Sometimes this is called the “lava layer anti-pattern”




Another common issue is the product team just going crazy with new features on the rewrite. Which makes sense from a business perspective but turns it into a Frankenstein-rewrite and dramatically increases the chances of "never getting finished".


Ah, Fred Brooks' Second System Syndrome.


Ah, yeah, I've had something similar to that situation as well: I worked a place where you could see the different layers of technology, like different strata in rocks (or layers of lava, to use your metaphor).

You could see the SQL Server 7 era database with tables names taken directly from AS/400 mainframe fixed field width text files. Then you could see the mid-to-late noughties era SQL Server 2005 tables, as part of the same actual database, with its more human readable table and column names, but it was effectively a copy of the old database. All the business logic was triggers and sprocs.

And then the latest iteration, which I was working on, had been broken into "micro"-services, with our service using a Couchbase cluster (which, by the way, was a bag of spanners, and which I will never use again if I can possibly help it) to store yet another partial copy of the same data, and then all the business logic at the "application layer" in the closest thing I've ever seen to an actual seven layer architecture. They were pretty keen on enforcing those layers so what you had was just a ton of boilerplate function calls. The cognitive load of understanding what was going on was completely unnecessary for a system that basically just stored names, email addresses, addresses and phone numbers. Actually it didn't store addresses: it stored references to addresses that were stored by a different micro-service. These kinds of decisions meant that most function calls that actually did anything were also RPCs. You can imagine how this all performed.

Latterly I discovered that the blasted AS/400 mainframe system also still existed when I had to work with some files it was spitting out, and had to write an EBCDIC to UTF-8 converter (not actually difficult at all) to do so with 100% reliability.

The main reason for all of this was dependencies: to retire any given iteration of the system you'd have to migrate all its dependencies (of which there were many) to use the new variant.

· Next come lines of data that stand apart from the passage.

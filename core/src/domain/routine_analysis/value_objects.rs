use serde_json::Value;

use crate::domain::product::entities::RoutineProducts;

#[derive(Debug, Clone)]
pub struct ReconcileAnalysisInput {
    /// The model's parsed analysis object
    pub raw: Value,
    /// The user's products the analysis was requested for
    pub routine: RoutineProducts,
}
use tracing::{debug, instrument};

use crate::domain::{
    common::services::Service,
    conflict::{
        entities::{
            ConflictPair, ConflictParty, ConflictReport, ConflictRule, RoutineConflictReport,
        },
        ports::ConflictService,
        value_objects::{ConflictRuleSet, DetectConflictsInput, MatchOptions},
    },
    product::entities::{Product, RoutineProducts, RoutineSlot},
};

/// Lowercased spellings that count as one side of a rule: the term plus its aliases.
struct TermMatcher {
    spellings: Vec<String>,
}

impl TermMatcher {
    fn new(term: &str, rules: &ConflictRuleSet) -> Self {
        let spellings = std::iter::once(term)
            .chain(rules.synonyms_for(term))
            .map(|spelling| spelling.trim().to_lowercase())
            .filter(|spelling| !spelling.is_empty())
            .collect();

        Self { spellings }
    }

    fn matches_any(&self, ingredients: &[String], options: MatchOptions) -> bool {
        ingredients.iter().any(|ingredient| {
            self.spellings
                .iter()
                .any(|spelling| fragment_matches(ingredient, spelling, options.min_fragment_len))
        })
    }
}

struct RuleMatcher {
    a: TermMatcher,
    b: TermMatcher,
}

impl RuleMatcher {
    fn new(rule: &ConflictRule, rules: &ConflictRuleSet) -> Self {
        Self {
            a: TermMatcher::new(&rule.a, rules),
            b: TermMatcher::new(&rule.b, rules),
        }
    }

    /// Whether `ingredients` hold side `a` and side `b` of the rule.
    fn sides(&self, ingredients: &[String], options: MatchOptions) -> (bool, bool) {
        (
            self.a.matches_any(ingredients, options),
            self.b.matches_any(ingredients, options),
        )
    }
}

/// Two-way containment between an ingredient name and a rule term, both already lowercased.
///
/// Only the shorter string can sit inside the longer one, so the shorter side
/// is held to `min_len`; below it the two must be equal.
pub fn fragment_matches(ingredient: &str, term: &str, min_len: usize) -> bool {
    if ingredient.is_empty() || term.is_empty() {
        return false;
    }
    if ingredient == term {
        return true;
    }

    let (shorter, longer) = if ingredient.chars().count() <= term.chars().count() {
        (ingredient, term)
    } else {
        (term, ingredient)
    };

    shorter.chars().count() >= min_len && longer.contains(shorter)
}

/// Detects conflicts with the default [`MatchOptions`].
pub fn detect_conflicts(products: &[Product], rules: &ConflictRuleSet) -> ConflictReport {
    detect_conflicts_with(products, rules, MatchOptions::default())
}

/// Pairs every two distinct products of a slot against every rule.
///
/// A pair conflicts under `{a, b}` when one product has `a` and the other has
/// `b`, in either order. Each matching (pair, rule) is reported once.
pub fn detect_conflicts_with(
    products: &[Product],
    rules: &ConflictRuleSet,
    options: MatchOptions,
) -> ConflictReport {
    let ingredients: Vec<Vec<String>> = products
        .iter()
        .map(|product| {
            product
                .normalized_ingredients()
                .iter()
                .map(|name| name.to_lowercase())
                .collect()
        })
        .collect();

    let matchers: Vec<RuleMatcher> = rules
        .rules
        .iter()
        .map(|rule| RuleMatcher::new(rule, rules))
        .collect();

    // hits[product][rule] = (has a, has b)
    let hits: Vec<Vec<(bool, bool)>> = ingredients
        .iter()
        .map(|names| {
            matchers
                .iter()
                .map(|matcher| matcher.sides(names, options))
                .collect()
        })
        .collect();

    let mut pairs = Vec::new();
    for i in 0..products.len() {
        for j in (i + 1)..products.len() {
            for (rule_index, rule) in rules.rules.iter().enumerate() {
                let (i_has_a, i_has_b) = hits[i][rule_index];
                let (j_has_a, j_has_b) = hits[j][rule_index];

                let terms = if i_has_a && j_has_b {
                    (&rule.a, &rule.b)
                } else if i_has_b && j_has_a {
                    (&rule.b, &rule.a)
                } else {
                    continue;
                };

                pairs.push(ConflictPair {
                    first: party(&products[i], terms.0),
                    second: party(&products[j], terms.1),
                    rule_index,
                    message: rule.message(terms.0, terms.1),
                });
            }
        }
    }

    debug!(
        products = products.len(),
        rules = rules.rules.len(),
        conflicts = pairs.len(),
        "conflict detection finished"
    );

    ConflictReport::new(pairs)
}

fn party(product: &Product, term: &str) -> ConflictParty {
    ConflictParty {
        product_id: product.id.clone(),
        product_name: product.name.clone(),
        ingredient: term.to_string(),
    }
}

pub fn detect_routine_conflicts(
    routine: &RoutineProducts,
    rules: &ConflictRuleSet,
    options: MatchOptions,
) -> RoutineConflictReport {
    let [morning, evening, weekly] =
        RoutineSlot::ALL.map(|slot| detect_conflicts_with(routine.slot(slot), rules, options));

    RoutineConflictReport::new(morning, evening, weekly)
}

impl ConflictService for Service {
    #[instrument(
        skip_all,
        fields(products = input.products.len(), custom_rules = input.rules.is_some())
    )]
    fn detect_conflicts(&self, input: DetectConflictsInput) -> ConflictReport {
        let rules = input.rules.as_ref().unwrap_or(self.rules.as_ref());
        detect_conflicts_with(&input.products, rules, self.match_options)
    }

    #[instrument(skip_all, fields(products = routine.len()))]
    fn detect_routine_conflicts(&self, routine: &RoutineProducts) -> RoutineConflictReport {
        detect_routine_conflicts(routine, &self.rules, self.match_options)
    }

    fn conflict_rules(&self) -> &ConflictRuleSet {
        &self.rules
    }
}
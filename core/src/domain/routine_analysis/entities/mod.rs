pub mod analysis_result;
pub mod model_outputs;
pub mod product_overlay;

pub use analysis_result::*;
pub use model_outputs::*;
pub use product_overlay::*;
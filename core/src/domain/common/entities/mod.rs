pub mod app_errors;
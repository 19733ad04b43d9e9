use std::sync::Arc;

use skinsafe_core::application::SkinsafeService;

use crate::args::Args;

#[derive(Clone)]
pub struct AppState {
    pub args: Arc<Args>,
    pub service: SkinsafeService,
}

impl AppState {
    pub fn new(args: Arc<Args>, service: SkinsafeService) -> Self {
        Self { args, service }
    }
}
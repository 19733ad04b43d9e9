pub mod detect_conflicts;
pub mod detect_routine_conflicts;
use indexmap::IndexMap;
use serde_json::Value;
use tracing::{debug, instrument};

use crate::domain::{
    common::{entities::app_errors::CoreError, services::Service},
    product::entities::{Product, RoutineProducts, RoutineSlot},
    routine_analysis::{
        defaults::{Defaulted, field},
        entities::{
            AnalysisResult, AssessmentResult, CompatibilityVerdict, DermaScanResult,
            ExtractedProduct, OptimizationPlan, OverallScore, RoutineAnalysis,
            recommended_product,
        },
        helpers::merge_products,
        ports::RoutineAnalysisService,
        value_objects::ReconcileAnalysisInput,
    },
};

fn require_object(raw: &Value, what: &str) -> Result<(), CoreError> {
    if raw.is_object() {
        Ok(())
    } else {
        Err(CoreError::MalformedInput(format!(
            "expected {what} to be a JSON object, got {}",
            kind_of(raw)
        )))
    }
}

fn kind_of(value: &Value) -> &'static str {
    match value {
        Value::Null => "null",
        Value::Bool(_) => "a boolean",
        Value::Number(_) => "a number",
        Value::String(_) => "a string",
        Value::Array(_) => "an array",
        Value::Object(_) => "an object",
    }
}

/// Defaults the analysis tree. `products` turns a section's raw `products`
/// array into the product list shown for that slot.
fn defaulted_analysis(
    raw: &Value,
    products: impl Fn(RoutineSlot, &Value) -> Vec<Product>,
) -> AnalysisResult {
    let section = |slot: RoutineSlot, key: &str| {
        let section = field(raw, key);
        RoutineAnalysis {
            score: f64::defaulted(field(section, "score")),
            analysis: String::defaulted(field(section, "analysis")),
            products: products(slot, field(section, "products")),
            insights: Vec::defaulted(field(section, "insights")),
        }
    };

    AnalysisResult {
        overall_score: OverallScore::defaulted(field(raw, "overallScore")),
        metrics: IndexMap::defaulted(field(raw, "metrics")),
        morning_routine: section(RoutineSlot::Morning, "morningRoutine"),
        evening_routine: section(RoutineSlot::Evening, "eveningRoutine"),
        weekly_routine: section(RoutineSlot::Weekly, "weeklyRoutine"),
        detailed_ingredient_analysis: Vec::defaulted(field(raw, "detailedIngredientAnalysis")),
        ingredient_compatibility: Vec::defaulted(field(raw, "ingredientCompatibility")),
        product_recommendations: Vec::defaulted(field(raw, "productRecommendations")),
    }
}

/// Fills every section of a model's analysis and merges its per-product
/// results into the user's products.
///
/// Only a non-object `raw` is rejected. Missing or wrong-typed branches below
/// the root become their defaults, so reconciling a previous result again
/// returns it unchanged.
pub fn reconcile(raw: &Value, routine: &RoutineProducts) -> Result<AnalysisResult, CoreError> {
    require_object(raw, "the analysis")?;

    let result = defaulted_analysis(raw, |slot, entries| {
        merge_products(routine.slot(slot), entries)
    });

    debug!(
        metrics = result.metrics.len(),
        ingredients = result.detailed_ingredient_analysis.len(),
        "analysis reconciled"
    );

    Ok(result)
}

/// Reconciles the analysis of an assessment, where there is no user routine
/// to merge into.
///
/// Each section keeps the products the model proposed, minus entries without
/// a usable id, and `routine` collects them per slot.
pub fn reconcile_assessment(raw: &Value) -> Result<AssessmentResult, CoreError> {
    require_object(raw, "the assessment analysis")?;

    let analysis = defaulted_analysis(raw, |_, entries| {
        entries
            .as_array()
            .into_iter()
            .flatten()
            .filter_map(recommended_product)
            .collect()
    });
    let routine = RoutineProducts {
        morning: analysis.morning_routine.products.clone(),
        evening: analysis.evening_routine.products.clone(),
        weekly: analysis.weekly_routine.products.clone(),
    };

    debug!(products = routine.len(), "assessment reconciled");

    Ok(AssessmentResult { analysis, routine })
}

pub fn reconcile_compatibility(raw: &Value) -> Result<CompatibilityVerdict, CoreError> {
    require_object(raw, "the compatibility verdict")?;
    Ok(CompatibilityVerdict::defaulted(raw))
}

pub fn reconcile_optimization(raw: &Value) -> Result<OptimizationPlan, CoreError> {
    require_object(raw, "the optimization plan")?;
    Ok(OptimizationPlan::defaulted(raw))
}

pub fn reconcile_product_extraction(raw: &Value) -> Result<ExtractedProduct, CoreError> {
    require_object(raw, "the extracted product")?;
    Ok(ExtractedProduct::defaulted(raw))
}

pub fn reconcile_derma_scan(raw: &Value) -> Result<DermaScanResult, CoreError> {
    require_object(raw, "the derma scan")?;
    Ok(DermaScanResult::defaulted(raw))
}

impl RoutineAnalysisService for Service {
    #[instrument(skip_all, fields(products = input.routine.len()))]
    fn reconcile_analysis(
        &self,
        input: ReconcileAnalysisInput,
    ) -> Result<AnalysisResult, CoreError> {
        reconcile(&input.raw, &input.routine)
    }

    #[instrument(skip_all)]
    fn reconcile_assessment(&self, raw: Value) -> Result<AssessmentResult, CoreError> {
        reconcile_assessment(&raw)
    }

    #[instrument(skip_all)]
    fn reconcile_compatibility(&self, raw: Value) -> Result<CompatibilityVerdict, CoreError> {
        reconcile_compatibility(&raw)
    }

    #[instrument(skip_all)]
    fn reconcile_optimization(&self, raw: Value) -> Result<OptimizationPlan, CoreError> {
        reconcile_optimization(&raw)
    }

    #[instrument(skip_all)]
    fn extract_product(&self, raw: Value) -> Result<ExtractedProduct, CoreError> {
        reconcile_product_extraction(&raw)
    }

    #[instrument(skip_all)]
    fn reconcile_derma_scan(&self, raw: Value) -> Result<DermaScanResult, CoreError> {
        reconcile_derma_scan(&raw)
    }
}
use super::handlers::detect_conflicts::{__path_detect_conflicts, detect_conflicts};
use super::handlers::detect_routine_conflicts::{
    __path_detect_routine_conflicts, detect_routine_conflicts,
};
use crate::application::http::server::app_state::AppState;

use axum::{Router, routing::post};
use utoipa::OpenApi;

#[derive(OpenApi)]
#[openapi(paths(detect_conflicts, detect_routine_conflicts))]
pub struct ConflictApiDoc;

pub fn conflict_routes(state: AppState) -> Router<AppState> {
    Router::new()
        .route(
            &format!("{}/routines/conflicts", state.args.server.root_path),
            post(detect_conflicts),
        )
        .route(
            &format!("{}/routines/conflicts/all", state.args.server.root_path),
            post(detect_routine_conflicts),
        )
}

This sometimes meant we still had to sometimes extend the capabilities of the old versions of the systems, even though almost nobody understood them. So yours truly ended up having to write a stored procedure that updated a bunch of both the SQL 2005 and SQL 7 era tables to get a particular business process to work, and this sproc was called by our new microservice.

Even with the number of people they had migrating dependencies was a huge undertaking that they were only just starting to look at when I decided to tap out. An interesting project and a valuable experience for someone, certainly, but something I realised I didn't have the patience or fortitude for. They weren't idiots though: they knew they had problems, and that they were being choked by complexity, but there's no easy route to getting out of that kind of situation.